Error

Chris Angelico rosuav at gmail.com
Wed Nov 14 10:28:12 EST 2012


On Thu, Nov 15, 2012 at 2:18 AM, inshu chauhan <insideshoes at gmail.com> wrote:
>
> for this code m getting this error :
>
> CODE :
> def ComputeClasses(data):
>             if data[cy,cx] != (0.0,0.0,0.0):
>                 centre = data[cy, cx]
> ...
>                             dist = distance(centre, point)
>
> ERROR :
> UnboundLocalError: local variable 'centre' referenced before assignment
>
> And i am unable to understand .. WHY ?

In brief, here's what causes that error:

1) Somewhere in the function, you assign to that name, which
implicitly sets it to be a local variable. That happens there where
you go "centre = data[cy, cx]".

2) Somewhere else in the function, you reference that name. That
happens where you try to calculate the distance from your
previously-defined centre to the current point.

3) At run-time, you haven't executed #1, but you do execute #2.

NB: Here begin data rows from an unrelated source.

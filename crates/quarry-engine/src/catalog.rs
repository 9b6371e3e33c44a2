//! Catalog - the injected read-only dataset collection
//!
//! Replaces a hidden process-wide dataset list with an explicitly
//! constructed collection the caller passes into search and evaluation.
//! The reference collection ships four curated sample datasets for the
//! offline/fallback path.

use quarry_domain::{Dataset, DatasetMetadata, Repository};

/// A read-only collection of datasets resolvable by id
#[derive(Debug, Clone, Default)]
pub struct Catalog {
    datasets: Vec<Dataset>,
}

impl Catalog {
    /// Create a catalog from an explicit dataset list
    pub fn new(datasets: Vec<Dataset>) -> Self {
        Self { datasets }
    }

    /// An empty catalog
    pub fn empty() -> Self {
        Self::default()
    }

    /// The built-in reference collection (four curated sample datasets)
    pub fn reference() -> Self {
        Self::new(reference_datasets())
    }

    /// Look up a dataset by id
    pub fn get(&self, id: &str) -> Option<&Dataset> {
        self.datasets.iter().find(|ds| ds.id == id)
    }

    /// All datasets in the catalog
    pub fn datasets(&self) -> &[Dataset] {
        &self.datasets
    }

    /// Number of datasets
    pub fn len(&self) -> usize {
        self.datasets.len()
    }

    /// True when the catalog holds no datasets
    pub fn is_empty(&self) -> bool {
        self.datasets.is_empty()
    }
}

fn strings(items: &[&str]) -> Vec<String> {
    items.iter().map(|s| (*s).to_string()).collect()
}

/// The curated sample datasets backing the offline path
pub fn reference_datasets() -> Vec<Dataset> {
    vec![
        Dataset {
            id: "ds-001".to_string(),
            title: "Global Climate Change Indicators Dataset".to_string(),
            description: "Comprehensive dataset containing temperature, precipitation, \
                          and atmospheric CO2 measurements from 1880-2023."
                .to_string(),
            url: "https://doi.org/10.5194/essd-2023-climate".to_string(),
            repository: Repository::DataCite,
            metadata: DatasetMetadata {
                authors: Some(strings(&[
                    "Dr. Sarah Johnson",
                    "Dr. Michael Chen",
                    "Dr. Elena Rodriguez",
                ])),
                publication_date: "2024-03-15".to_string(),
                license: Some("CC-BY-4.0".to_string()),
                format: Some(strings(&["CSV", "NetCDF", "JSON"])),
                size: Some("2.3 GB".to_string()),
                doi: Some("10.5194/essd-2023-climate".to_string()),
                keywords: Some(strings(&[
                    "climate change",
                    "temperature",
                    "precipitation",
                    "atmospheric CO2",
                ])),
                version: Some("v2.1".to_string()),
            },
        },
        Dataset {
            id: "ds-007".to_string(),
            title: "North America Climate Change Indicators Dataset".to_string(),
            description: "Comprehensive dataset containing temperature, precipitation, \
                          and atmospheric CO2 measurements from 1990-2023."
                .to_string(),
            url: "https://doi.org/10.5194/essd-1999-climate".to_string(),
            repository: Repository::Re3data,
            metadata: DatasetMetadata {
                authors: Some(strings(&["Dr. Elena Rodriguez"])),
                publication_date: "2024-03-15".to_string(),
                license: Some("CC-BY-4.0".to_string()),
                format: Some(strings(&["CSV", "JSON"])),
                size: Some("3 GB".to_string()),
                doi: Some("10.5194/essd-1999-climate".to_string()),
                keywords: Some(strings(&["climate change", "atmospheric CO2"])),
                version: Some("v7.1".to_string()),
            },
        },
        Dataset {
            id: "ds-002".to_string(),
            title: "Human Genomic Variants Database".to_string(),
            description: "Large-scale collection of human genetic variants with associated \
                          phenotypic data from population studies."
                .to_string(),
            url: "https://genomics.example.org/variants/v3".to_string(),
            repository: Repository::Re3data,
            metadata: DatasetMetadata {
                authors: Some(strings(&["Genomics Consortium"])),
                publication_date: "2024-01-22".to_string(),
                license: Some("Open Data Commons".to_string()),
                format: Some(strings(&["VCF", "TSV", "Parquet"])),
                size: Some("8.7 TB".to_string()),
                doi: None,
                keywords: Some(strings(&[
                    "genomics",
                    "variants",
                    "population genetics",
                    "phenotypes",
                ])),
                version: Some("v3.0".to_string()),
            },
        },
        Dataset {
            id: "ds-003".to_string(),
            title: "Urban Air Quality Monitoring Data".to_string(),
            description: "Real-time air quality measurements from sensors across 50 major \
                          cities worldwide, 2020-2024."
                .to_string(),
            url: "https://urbandata.gov/air-quality".to_string(),
            repository: Repository::DataCite,
            metadata: DatasetMetadata {
                authors: Some(strings(&["Urban Environmental Monitoring Initiative"])),
                publication_date: "2024-02-10".to_string(),
                license: Some("Public Domain".to_string()),
                format: Some(strings(&["CSV", "JSON", "XML"])),
                size: Some("450 MB".to_string()),
                doi: Some("10.5067/urban-air-quality-2024".to_string()),
                keywords: Some(strings(&[
                    "air quality",
                    "urban environment",
                    "sensors",
                    "pollution",
                ])),
                version: Some("v1.2".to_string()),
            },
        },
    ]
}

Your problem here I can't diagnose, but it looks like your first point
is (0.0,0.0,0.0), so centre never gets set. There are a couple of
possible fixes for this, and you'll need to figure out what to do
based on knowing your own code. Possibly you just need to initialize
centre above the loop, so that it always has a valid value; or
possibly the code below needs to not execute if the current centre
hasn't been set.

Go through your function's logic by hand and figure out what happens
when, and whether that's what it ought to do. Then decide what should
happen when a data value is (0.0,0.0,0.0) - currently it's retaining
the value of centre from the previous iteration of the loop, which
smells wrong to me.

Beyond that, I don't think I can really help, it's up to you.